Brad Walker has found his dream job. Not many people can say that. The assistant property manager at the Versailles State Park has traveled the country, either on foot or motorcycle, satisfying a “wanderlust” he’s had as a child. After a year of hitchhiking and exploring in 2012, he was in Brown County with his wife who spotted a friend at a restaurant who worked for the Dept. of Natural Resources. Call it fate, luck, or good timing, the Purdue business major interviewed and found himself immersed in the lovely 6000 acres of Ripley County he now calls home.

Brad Walker

SUBMITTED PHOTO

Pictured left, Brad Walker, asst. property manager at the park, at the northern terminus of the Appalachian Trail.


“This is my dream job. I have a passion for it. It fits all the pieces that make me tick,” he said, sitting in his office at the park. “I’ve always wanted to be a park ranger, but I just kind of went my own way about getting here.”
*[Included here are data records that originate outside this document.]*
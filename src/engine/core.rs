// 8.0 engine/core.rs: the engine front. owns handles to the ledger, the oracle
// and the clock. every mutating op is one ledger transaction.

use super::config::EngineConfig;
use super::results::EngineError;
use crate::account::{Account, Holding};
use crate::events::Activity;
use crate::ledger::{self, run_transaction, LedgerStore, RecordKey, Txn};
use crate::position::PerpPosition;
use crate::price_feed::PriceOracle;
use crate::stats::{FeeBucket, FeeStats};
use crate::ticker::Ticker;
use crate::types::{AccountId, Clock, PositionId, SystemClock, TickerId, Timestamp};
use std::sync::atomic::AtomicBool;
use std::sync::Arc;
use tracing::debug;

/** 8.1: main engine struct. cheap to clone, all clones share state */
#[derive(Clone)]
pub struct Engine {
    pub(super) config: Arc<EngineConfig>,
    pub(super) store: Arc<dyn LedgerStore>,
    pub(super) oracle: Arc<dyn PriceOracle>,
    pub(super) clock: Arc<dyn Clock>,
    pub(super) sweep_in_flight: Arc<AtomicBool>,
}

impl std::fmt::Debug for Engine {
    fn fmt(&self, f: &mut std::fmt::Formatter<'_>) -> std::fmt::Result {
        f.debug_struct("Engine")
            .field("operator_account", &self.config.operator_account)
            .field("pairs", &self.config.pairs.len())
            .finish()
    }
}

impl Engine {
    pub fn new(config: EngineConfig, store: Arc<dyn LedgerStore>, oracle: Arc<dyn PriceOracle>) -> Self {
        Self {
            config: Arc::new(config),
            store,
            oracle,
            clock: Arc::new(SystemClock),
            sweep_in_flight: Arc::new(AtomicBool::new(false)),
        }
    }

    pub fn with_clock(mut self, clock: Arc<dyn Clock>) -> Self {
        self.clock = clock;
        self
    }

    pub fn config(&self) -> &EngineConfig {
        &self.config
    }

    pub fn store(&self) -> &dyn LedgerStore {
        self.store.as_ref()
    }

    pub fn time(&self) -> Timestamp {
        self.clock.now()
    }

    pub fn get_account(&self, account_id: AccountId) -> Result<Option<Account>, EngineError> {
        Ok(ledger::load(self.store(), RecordKey::Account(account_id))?)
    }

    pub fn get_ticker(&self, ticker_id: TickerId) -> Result<Option<Ticker>, EngineError> {
        Ok(ledger::load(self.store(), RecordKey::Ticker(ticker_id))?)
    }

    pub fn get_position(&self, account_id: AccountId, position_id: PositionId) -> Result<Option<PerpPosition>, EngineError> {
        Ok(ledger::load(self.store(), RecordKey::Position(account_id, position_id))?)
    }

    pub fn positions(&self, account_id: AccountId) -> Result<Vec<PerpPosition>, EngineError> {
        let stored = self.store.positions_for(account_id).map_err(ledger::TxnError::from)?;
        Ok(ledger::load_all(stored)?)
    }

    pub fn holdings(&self, account_id: AccountId, ticker_id: TickerId) -> Result<Vec<Holding>, EngineError> {
        let stored = self
            .store
            .holdings_for(account_id, ticker_id)
            .map_err(ledger::TxnError::from)?;
        Ok(ledger::load_all(stored)?)
    }

    /// Activity history, oldest first.
    pub fn activities(&self, account_id: AccountId) -> Result<Vec<Activity>, EngineError> {
        let stored = self.store.activities_for(account_id).map_err(ledger::TxnError::from)?;
        let mut out: Vec<Activity> = ledger::load_all(stored)?;
        out.sort_by_key(|a| (a.timestamp, a.id));
        Ok(out)
    }

    pub fn stats(&self) -> Result<FeeStats, EngineError> {
        Ok(ledger::load(self.store(), RecordKey::Stats)?.unwrap_or_default())
    }

    pub(super) fn fee_bucket(&self, caller: AccountId) -> FeeBucket {
        FeeBucket::for_caller(caller, self.config.operator_account)
    }

    /// Runs `body` as one retried ledger transaction and returns its value.
    pub(super) async fn transact<T, F>(&self, op: &'static str, body: F) -> Result<(T, u32), EngineError>
    where
        F: FnMut(&mut Txn<'_>) -> Result<T, EngineError>,
    {
        let committed = run_transaction(self.store.as_ref(), &self.config.retry, body).await?;
        if committed.attempts > 1 {
            debug!(op, attempts = committed.attempts, "committed after retry");
        }
        Ok((committed.value, committed.attempts))
    }
}

/// Reads an account inside `txn`, failing when it does not exist.
pub(super) fn require_account(txn: &mut Txn<'_>, account_id: AccountId) -> Result<Account, EngineError> {
    txn.get(RecordKey::Account(account_id))?
        .ok_or(EngineError::AccountNotFound(account_id))
}
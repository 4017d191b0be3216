//! Property-based tests for the curve and margin math.
//!
//! These tests verify invariants hold under random inputs.

use curveperp_core::curve::{quote_buy, quote_sell};
use curveperp_core::liquidation::{calculate_liquidation_price, is_breached, maintenance_margin_fraction};
use curveperp_core::*;
use proptest::prelude::*;
use rust_decimal::Decimal;
use rust_decimal_macros::dec;
use std::collections::HashMap;
use std::sync::Arc;

// Strategies for generating test data
fn market_cap_strategy() -> impl Strategy<Value = Decimal> {
    (10_000i64..100_000_000i64).prop_map(Decimal::from)
}

fn supply_strategy() -> impl Strategy<Value = Decimal> {
    (1_000_000i64..10_000_000_000i64).prop_map(Decimal::from)
}

fn spend_strategy() -> impl Strategy<Value = Decimal> {
    (100i64..5_000_000i64).prop_map(|x| Decimal::new(x, 2)) // 1.00 to 50,000.00
}

fn price_strategy() -> impl Strategy<Value = Decimal> {
    (1i64..10_000_000i64).prop_map(|x| Decimal::new(x, 2)) // $0.01 to $100,000
}

fn leverage_strategy() -> impl Strategy<Value = Decimal> {
    (1u32..=100u32).prop_map(Decimal::from)
}

fn side_strategy() -> impl Strategy<Value = Side> {
    prop_oneof![Just(Side::Long), Just(Side::Short)]
}

fn relative_gap(a: Decimal, b: Decimal) -> Decimal {
    ((a - b) / b).abs()
}

proptest! {
    /// A buy keeps market_cap * supply fixed
    #[test]
    fn buy_preserves_k(
        market_cap in market_cap_strategy(),
        supply in supply_strategy(),
        spend in spend_strategy(),
    ) {
        let state = CurveState::new(market_cap, supply).unwrap();
        let quote = quote_buy(&state, spend, &CurveParams::default()).unwrap();
        prop_assert!(relative_gap(quote.after.k().unwrap(), state.k().unwrap()) < dec!(0.000000000001));
    }

    /// Buys pull supply down and push price up; sells do the reverse
    #[test]
    fn trades_move_price_in_trade_direction(
        market_cap in market_cap_strategy(),
        supply in supply_strategy(),
        spend in spend_strategy(),
    ) {
        let params = CurveParams::default();
        let state = CurveState::new(market_cap, supply).unwrap();

        let buy = quote_buy(&state, spend, &params).unwrap();
        prop_assert!(buy.after.supply < state.supply);
        prop_assert!(buy.price_after > buy.price_before);
        prop_assert_eq!(buy.ngn_for_curve.checked_add(buy.fee), Some(buy.ngn_amount));

        let sell = quote_sell(&buy.after, buy.tokens_out, &params).unwrap();
        prop_assert!(sell.after.supply > buy.after.supply);
        prop_assert!(sell.price_after < sell.price_before);
    }

    /// Buying then selling everything loses roughly two trade fees, never gains
    #[test]
    fn round_trip_loses_two_fees(
        market_cap in market_cap_strategy(),
        supply in supply_strategy(),
        spend in spend_strategy(),
    ) {
        let params = CurveParams::default();
        let state = CurveState::new(market_cap, supply).unwrap();

        let buy = quote_buy(&state, spend, &params).unwrap();
        let sell = quote_sell(&buy.after, buy.tokens_out, &params).unwrap();

        let shortfall = (spend - sell.ngn_to_user.value()) / spend;
        prop_assert!(shortfall >= dec!(0.003), "shortfall {} below two fees", shortfall);
        prop_assert!(shortfall <= dec!(0.005), "shortfall {} above two fees", shortfall);
    }

    /// Liquidation price sits on the losing side of entry
    #[test]
    fn liquidation_price_direction(
        entry in price_strategy(),
        leverage in leverage_strategy(),
        side in side_strategy(),
    ) {
        let entry_price = Price::new_unchecked(entry);
        let lev = Leverage::new(leverage).unwrap();
        let mmf = maintenance_margin_fraction(lev, dec!(0.5));
        let liq = calculate_liquidation_price(entry_price, lev, side, mmf);

        match side {
            Side::Long => prop_assert!(liq.value() < entry),
            Side::Short => prop_assert!(liq.value() > entry),
        }
        prop_assert!(!is_breached(side, entry_price, liq), "fresh position breached at its own entry");
    }

    /// More leverage never moves the liquidation price further from entry
    #[test]
    fn higher_leverage_tightens_liquidation(
        entry in price_strategy(),
        low in 1u32..=50u32,
        extra in 1u32..=50u32,
        side in side_strategy(),
    ) {
        let entry_price = Price::new_unchecked(entry);
        let lev_low = Leverage::new(Decimal::from(low)).unwrap();
        let lev_high = Leverage::new(Decimal::from(low + extra)).unwrap();

        let liq_low = calculate_liquidation_price(entry_price, lev_low, side, maintenance_margin_fraction(lev_low, dec!(0.5)));
        let liq_high = calculate_liquidation_price(entry_price, lev_high, side, maintenance_margin_fraction(lev_high, dec!(0.5)));

        let gap_low = (entry - liq_low.value()).abs();
        let gap_high = (entry - liq_high.value()).abs();
        prop_assert!(gap_high <= gap_low);
    }

    /// Balance never goes negative whatever mix of credits and debits is applied
    #[test]
    fn balance_never_negative(ops in prop::collection::vec((any::<bool>(), 1i64..1_000_000i64), 1..50)) {
        let mut account = Account::new(AccountId(1), Timestamp::from_millis(0));
        for (is_credit, cents) in ops {
            let amount = Quote::new(Decimal::new(cents, 2));
            if is_credit {
                account.credit(amount).unwrap();
            } else {
                let before = account.balance;
                if account.debit(amount).is_err() {
                    prop_assert_eq!(account.balance, before);
                }
            }
            prop_assert!(!account.balance.is_negative());
        }
    }

    /// Payout is collateral plus pnl, floored at zero
    #[test]
    fn payout_never_negative(collateral in 1i64..10_000_000i64, pnl in -20_000_000i64..20_000_000i64) {
        let position = sample_position(Quote::new(Decimal::from(collateral)));
        let payout = position.payout(Quote::new(Decimal::from(pnl))).unwrap();
        prop_assert!(!payout.is_negative());
        if collateral + pnl >= 0 {
            prop_assert_eq!(payout.value(), Decimal::from(collateral + pnl));
        }
    }
}

/// One step a trader can take against a live engine.
#[derive(Debug, Clone)]
enum Op {
    Deposit(i64),
    Withdraw(i64),
    Buy(i64),
    SellPercent(u32),
    Open { collateral: i64, leverage: u32, side: Side },
    Close(usize),
    ForceLiquidate(usize),
    SetSolPrice(i64),
    Sweep,
}

fn op_strategy() -> impl Strategy<Value = Op> {
    prop_oneof![
        (1_000i64..2_000_000i64).prop_map(Op::Deposit),
        (1_000i64..2_000_000i64).prop_map(Op::Withdraw),
        (100i64..500_000i64).prop_map(Op::Buy),
        (1u32..=100u32).prop_map(Op::SellPercent),
        (10_000i64..1_000_000i64, 1u32..=100u32, side_strategy())
            .prop_map(|(collateral, leverage, side)| Op::Open { collateral, leverage, side }),
        (0usize..8).prop_map(Op::Close),
        (0usize..8).prop_map(Op::ForceLiquidate),
        // $10.00 to $300.00
        (1_000i64..30_000i64).prop_map(Op::SetSolPrice),
        Just(Op::Sweep),
    ]
}

type Settled = (PositionStatus, Option<Price>, Option<Quote>);

async fn run_ops(ops: Vec<Op>) -> Result<(), TestCaseError> {
    let trader = AccountId(2);
    let feed = Arc::new(MockPriceFeed::new(dec!(1500)).with_price("solana", dec!(150)));
    let engine = Engine::new(EngineConfig::default(), Arc::new(MemoryLedger::new()), feed.clone());

    engine.deposit(AccountId(1), dec!(10_000)).await.unwrap();
    let ticker_id = engine
        .create_ticker(
            AccountId(1),
            CreateTickerRequest {
                name: "Kano Cotton".to_string(),
                symbol: "KNC".to_string(),
                icon: None,
                initial_market_cap: dec!(100_000),
                initial_supply: dec!(1_000_000_000),
                initial_buy: None,
            },
        )
        .await
        .unwrap()
        .ticker_id;
    engine.deposit(trader, dec!(100_000)).await.unwrap();

    let mut opened: Vec<(PositionId, Price)> = Vec::new();
    let mut settled: HashMap<PositionId, Settled> = HashMap::new();

    for op in ops {
        match op {
            Op::Deposit(amount) => {
                let _ = engine.deposit(trader, Decimal::from(amount)).await;
            }
            Op::Withdraw(amount) => {
                let _ = engine.withdraw(trader, Decimal::from(amount)).await;
            }
            Op::Buy(amount) => {
                let _ = engine.buy(trader, ticker_id, Decimal::from(amount)).await;
            }
            Op::SellPercent(pct) => {
                let held: Decimal = engine
                    .holdings(trader, ticker_id)
                    .unwrap()
                    .iter()
                    .map(|h| h.amount)
                    .sum();
                let amount = held * Decimal::from(pct) / dec!(100);
                if amount > Decimal::ZERO {
                    let _ = engine.sell(trader, ticker_id, amount).await;
                }
            }
            Op::Open { collateral, leverage, side } => {
                let request = OpenPositionRequest {
                    pair: "SOLUSD".to_string(),
                    collateral: Decimal::from(collateral),
                    leverage: Decimal::from(leverage),
                    side,
                };
                if let Ok(result) = engine.open_position(trader, request).await {
                    opened.push((result.position.id, result.position.liquidation_price));
                }
            }
            Op::Close(i) => {
                if let Some((id, _)) = opened.get(i % opened.len().max(1)) {
                    let _ = engine.close_position(trader, *id).await;
                }
            }
            Op::ForceLiquidate(i) => {
                if let Some((id, _)) = opened.get(i % opened.len().max(1)) {
                    let _ = engine.force_liquidate(trader, *id).await;
                }
            }
            Op::SetSolPrice(cents) => feed.set_price("solana", Decimal::new(cents, 2)),
            Op::Sweep => {
                engine.sweep_all().await.unwrap();
            }
        }

        let account = engine.get_account(trader).unwrap().unwrap();
        prop_assert!(!account.balance.is_negative(), "balance went negative: {}", account.balance);

        for (id, liquidation_price) in &opened {
            let position = engine.get_position(trader, *id).unwrap().unwrap();
            prop_assert_eq!(position.liquidation_price, *liquidation_price);
            if position.status.is_terminal() {
                let now = (position.status, position.exit_price, position.realized_pnl);
                match settled.get(id) {
                    Some(first) => prop_assert_eq!(first, &now),
                    None => {
                        settled.insert(*id, now);
                    }
                }
            }
        }
    }

    let stats = engine.stats().unwrap();
    prop_assert!(stats.validate().is_ok());
    Ok(())
}

proptest! {
    #![proptest_config(ProptestConfig::with_cases(64))]

    /// Across any mix of engine operations the balance stays non-negative,
    /// stored liquidation prices never move, and settled positions never
    /// change their outcome.
    #[test]
    fn engine_sequences_preserve_account_and_position_invariants(
        ops in prop::collection::vec(op_strategy(), 1..40),
    ) {
        let runtime = tokio::runtime::Builder::new_current_thread()
            .enable_all()
            .build()
            .unwrap();
        runtime.block_on(run_ops(ops))?;
    }
}

fn sample_position(collateral: Quote) -> PerpPosition {
    PerpPosition {
        id: PositionId::generate(),
        account_id: AccountId(1),
        pair: "BTCUSD".to_string(),
        asset_id: "bitcoin".to_string(),
        side: Side::Long,
        leverage: Leverage::new(dec!(10)).unwrap(),
        lots: dec!(1),
        contract_multiplier: dec!(0.01),
        collateral,
        fee: Quote::zero(),
        entry_price: Price::new_unchecked(dec!(50000)),
        liquidation_price: Price::new_unchecked(dec!(47500)),
        quote_rate: dec!(1500),
        status: PositionStatus::Open,
        exit_price: None,
        realized_pnl: None,
        opened_at: Timestamp::from_millis(0),
        closed_at: None,
    }
}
The 37-year-old park ranger has seen and experienced what few will do in a lifetime. He has written about his coast-to-coast and continent-to- continent travels. Walker said he has always liked to write, and his wife encouraged him to log his many journeys, on paper and not computer! His prose is in a 120 page paperback and available on Amazon. Walker is not as interested in selling the book “More than One Way Back” as he is in sharing his observations. “It’s me taking down life as I see it. Some travel stories I’ve experienced along the way. It could be a night in Kansas City or South Dakota or Santa Fe.” You could call Walker a modern day hippie (but he does not look the part), maybe a hobo (except he is employed and has always been), but perhaps he’s best described as just an extreme traveler, seeing the country whether it be by kayak, motorcycle, mountain bike or hiking. Walker is drawn to nature, always has been. As a kid, he lived on a dead end dirt road in Lafayette surrounded by fields and creeks. “I liked being outside,” he said, and never went on a vacation until he was on his own at age 18. He saved his money to travel, but he is not one to catch a flight, but more likely to catch a ride. He hitchhiked or motorcycled to some 40 states. It’s not surprising that he and his wife Joleen backpacked for their honeymoon in Italy. At the end of 1999, he and a buddy drove a car to Key West in case the whole Y2K thing happened, “and thought what better place to be than the Keys.” They slept in a car and had a great time. Today, the Walkers live in the yellow house on the property, and she commutes as a professor at Purdue.


Appalachian Trail
With his wife’s blessing, Walker quit his job and took off in 2012 and hiked the Appalachian Trail.” I went to Maine and hitchhiked my way down the coast. In Georgia, I got a car and drove to Gulf Shores to recharge. A hurricane chased me out of there.” He shared Ramen noodles with a guy he met on a trail, who suggested he kayak at Ash Creek near Voyageur Park (the largest national park you can get to only by boat) in north Minnesota. He did, and stayed at an island there three weeks “until I became feral!” as he says.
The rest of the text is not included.